Friday, October 29, 2010

Mary Scruggs on Humor at OCWW

The Off-Campus Writers' Workshop hosted comedienne and writer Mary Scruggs yesterday. Mary is currently the head of Writing and Education Programs for The Second City Training Center in Chicago. Her work has been produced in Chicago at Live Bait, the Annoyance Theater and the Circuit Court of Cook County, as well as at the New York Fringe Fest, the LA Women's Theater Festival and LA's Sherry Theater.

Some of Mary's tips:

Separate creation work from revision mode. Improvisers can't second guess themselves. Let the first draft be a mess, a discovery. If it's different than you expected, follow that path.

(At the front of the room, Mary beautifully personified these ideas and the old improvisation adage to "never say no" - every audience suggestion and question was greeted by her with delight. Her glee was absolutely infectious.)

One of the reasons we all get annoyed with our dear old friend Saturday Night Live is that often the skits fade away rather than have a punch line. Mary's take is that the SNL formula has become Premise + Gimmick, and repeat.

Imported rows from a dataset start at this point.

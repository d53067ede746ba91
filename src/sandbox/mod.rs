//! Sandboxed code execution: format → build → test in a scratch directory.
//!
//! Each request materializes the session's code map into a fresh scratch
//! directory, runs the language toolchain steps in order, and parses the
//! results into a [`RunOutput`]. The scratch directory is deleted on every
//! exit path. A per-request deadline applies to the whole pipeline; on
//! expiry the running process is signaled and the run reports `Timeout`.
//!
//! Isolation: when a container runtime is available (and configuration
//! allows), steps run inside `docker`/`podman` with the network disabled
//! and CPU/memory caps. A missing runtime falls back to local process
//! execution; the fallback is logged, never surfaced as a failure.

pub mod parse;
pub mod risk;
pub mod toolchains;

use crate::config::{IsolationMode, SandboxSettings};
use crate::domain::{Language, Recipe, RunOutput, RunStatus};
use std::collections::{BTreeMap, HashMap};
use std::path::{Path, PathBuf};
use std::sync::Arc;
use std::time::Duration;
use tokio::io::AsyncReadExt;
use tokio::time::Instant;
use toolchains::{CommandSpec, Toolchain};

/// Cap on captured bytes per stream per step.
const MAX_CAPTURE_BYTES: usize = 256 * 1024;

/// Cap on the stored format diff.
const MAX_FORMAT_DIFF: usize = 16 * 1024;

#[derive(Debug, thiserror::Error)]
pub enum SandboxError {
    #[error("unsupported language: {0}")]
    UnsupportedLanguage(Language),

    #[error("invalid file path in code map: {0}")]
    InvalidPath(String),

    #[error("sandbox infrastructure failure: {0}")]
    Infrastructure(String),
}

/// What one execution produced.
#[derive(Debug, Clone)]
pub struct ExecutionReport {
    pub status: RunStatus,
    pub output: RunOutput,
}

pub struct Sandbox {
    settings: SandboxSettings,
    registry: HashMap<Language, Arc<dyn Toolchain>>,
    /// Resolved container runtime binary, when one was found.
    container: Option<PathBuf>,
}

impl Sandbox {
    pub fn new(settings: SandboxSettings) -> Result<Self, SandboxError> {
        let container = match settings.isolation {
            IsolationMode::Local => None,
            IsolationMode::Auto | IsolationMode::Container => detect_container_runtime(),
        };

        match settings.isolation {
            IsolationMode::Container if container.is_none() => {
                return Err(SandboxError::Infrastructure(
                    "isolation = \"container\" but no docker/podman runtime found".into(),
                ));
            }
            IsolationMode::Auto if container.is_none() => {
                tracing::warn!(
                    "no container runtime found; sandbox falls back to local process execution"
                );
            }
            _ => {}
        }

        if let Some(ref runtime) = container {
            tracing::info!(runtime = %runtime.display(), "sandbox container isolation enabled");
        }

        Ok(Self {
            settings,
            registry: toolchains::registry(),
            container,
        })
    }

    /// Short description of the active runner for the status endpoint.
    pub fn runner_label(&self) -> String {
        match &self.container {
            Some(runtime) => format!(
                "container({})",
                runtime
                    .file_name()
                    .map(|n| n.to_string_lossy().into_owned())
                    .unwrap_or_default()
            ),
            None => "local".into(),
        }
    }

    #[cfg(test)]
    fn insert_toolchain(&mut self, toolchain: Arc<dyn Toolchain>) {
        self.registry.insert(toolchain.language(), toolchain);
    }

    /// Run the full pipeline for one request.
    pub async fn execute(
        &self,
        language: Language,
        code: &BTreeMap<String, String>,
        recipe: &Recipe,
    ) -> Result<ExecutionReport, SandboxError> {
        let toolchain = self
            .registry
            .get(&language)
            .cloned()
            .ok_or(SandboxError::UnsupportedLanguage(language))?;

        // The scratch directory is owned by this call; TempDir removes it
        // on every exit path, early returns and panics included.
        let scratch = self.create_scratch()?;
        materialize(scratch.path(), code)?;

        let started = Instant::now();
        let deadline = started + Duration::from_secs(u64::from(recipe.timeout_seconds.max(1)));
        let plan = toolchain.plan(recipe);
        let mut output = RunOutput {
            format_ok: true,
            build_ok: true,
            ..RunOutput::default()
        };
        let mut status = RunStatus::Completed;

        'pipeline: {
            // ── Format ──
            if let Some(spec) = &plan.format {
                match self.run_step(spec, scratch.path(), deadline).await? {
                    StepResult::TimedOut => {
                        status = RunStatus::Timeout;
                        break 'pipeline;
                    }
                    StepResult::Finished {
                        exit_ok,
                        stdout,
                        stderr: _,
                    } => {
                        output.format_ok = exit_ok;
                        if !exit_ok {
                            output.format_diff = cap(&stdout, MAX_FORMAT_DIFF);
                        }
                    }
                }
            }

            // ── Build ──
            if let Some(spec) = &plan.build {
                match self.run_step(spec, scratch.path(), deadline).await? {
                    StepResult::TimedOut => {
                        status = RunStatus::Timeout;
                        break 'pipeline;
                    }
                    StepResult::Finished {
                        exit_ok,
                        stdout,
                        stderr,
                    } => {
                        output.build_ok = exit_ok;
                        if !exit_ok {
                            output.build_errors = toolchain.parse_build(&stdout, &stderr);
                            // Build failure short-circuits test execution.
                            break 'pipeline;
                        }
                    }
                }
            }

            // ── Test ──
            if let Some(spec) = &plan.test {
                match self.run_step(spec, scratch.path(), deadline).await? {
                    StepResult::TimedOut => {
                        status = RunStatus::Timeout;
                        break 'pipeline;
                    }
                    StepResult::Finished {
                        stdout, stderr, ..
                    } => {
                        output.test_results = toolchain.parse_tests(&stdout, &stderr);
                        output.tests_passed =
                            output.test_results.iter().filter(|t| t.passed).count() as u32;
                        output.tests_failed =
                            output.test_results.iter().filter(|t| !t.passed).count() as u32;
                    }
                }
            }
        }

        output.duration_ms = started.elapsed().as_millis() as u64;
        output.risks = risk::scan(code);

        Ok(ExecutionReport { status, output })
    }

    fn create_scratch(&self) -> Result<tempfile::TempDir, SandboxError> {
        let mut builder = tempfile::Builder::new();
        builder.prefix("mentord-run-");
        let result = if self.settings.scratch_root.is_empty() {
            builder.tempdir()
        } else {
            std::fs::create_dir_all(&self.settings.scratch_root).map_err(|e| {
                SandboxError::Infrastructure(format!("cannot create scratch root: {e}"))
            })?;
            builder.tempdir_in(&self.settings.scratch_root)
        };
        result.map_err(|e| SandboxError::Infrastructure(format!("cannot create scratch dir: {e}")))
    }

    fn command_for(
        &self,
        spec: &CommandSpec,
        dir: &Path,
        containerized: bool,
    ) -> tokio::process::Command {
        if containerized {
            if let Some(runtime) = &self.container {
                let mut cmd = tokio::process::Command::new(runtime);
                cmd.arg("run")
                    .arg("--rm")
                    .arg("--network=none")
                    .arg(format!("--cpus={}", self.settings.container_cpus))
                    .arg(format!("--memory={}m", self.settings.container_memory_mb))
                    .arg("-v")
                    .arg(format!("{}:/work", dir.display()))
                    .arg("-w")
                    .arg("/work")
                    .arg(&self.settings.container_image)
                    .arg(&spec.program)
                    .args(&spec.args);
                return cmd;
            }
        }
        let mut cmd = tokio::process::Command::new(&spec.program);
        cmd.args(&spec.args).current_dir(dir);
        cmd
    }

    async fn run_step(
        &self,
        spec: &CommandSpec,
        dir: &Path,
        deadline: Instant,
    ) -> Result<StepResult, SandboxError> {
        let remaining = deadline.saturating_duration_since(Instant::now());
        if remaining.is_zero() {
            return Ok(StepResult::TimedOut);
        }

        if self.container.is_some() {
            match self.spawn_and_wait(spec, dir, remaining, true).await {
                Ok(result) => return Ok(result),
                Err(e) => {
                    // Container start failure falls back to the local
                    // sandbox; only a second failure is infrastructure.
                    tracing::warn!(
                        step = %spec.program,
                        "container execution failed ({e}); falling back to local process"
                    );
                }
            }
        }

        self.spawn_and_wait(spec, dir, remaining, false)
            .await
            .map_err(SandboxError::Infrastructure)
    }

    async fn spawn_and_wait(
        &self,
        spec: &CommandSpec,
        dir: &Path,
        remaining: Duration,
        containerized: bool,
    ) -> Result<StepResult, String> {
        let mut cmd = self.command_for(spec, dir, containerized);
        cmd.stdin(std::process::Stdio::null())
            .stdout(std::process::Stdio::piped())
            .stderr(std::process::Stdio::piped())
            .kill_on_drop(true);

        let mut child = cmd
            .spawn()
            .map_err(|e| format!("failed to spawn {}: {e}", spec.program))?;

        let stdout = child.stdout.take();
        let stderr = child.stderr.take();
        let stdout_task = tokio::spawn(read_capped(stdout));
        let stderr_task = tokio::spawn(read_capped(stderr));

        tokio::select! {
            status = child.wait() => {
                let status = status.map_err(|e| format!("wait failed: {e}"))?;
                let stdout = stdout_task.await.unwrap_or_default();
                let stderr = stderr_task.await.unwrap_or_default();
                Ok(StepResult::Finished {
                    exit_ok: status.success(),
                    stdout,
                    stderr,
                })
            }
            _ = tokio::time::sleep(remaining) => {
                terminate(&mut child, Duration::from_millis(self.settings.kill_grace_ms)).await;
                stdout_task.abort();
                stderr_task.abort();
                Ok(StepResult::TimedOut)
            }
        }
    }
}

Her secret to a satisfyingly comic ending: Figure out what the character wants. This is the "character objective," or the engine that drives the plot. (Works in all narrative, actually, not just the comedic.) A good ending for comedy will be when the character gets what she wants or is definitively thwarted.

What makes for rich comedy is when the character goes about getting what she wants in the worst of ways. (See Steve Carrell's character in The Forty Year Old Virgin looking for love in all the wrong places.)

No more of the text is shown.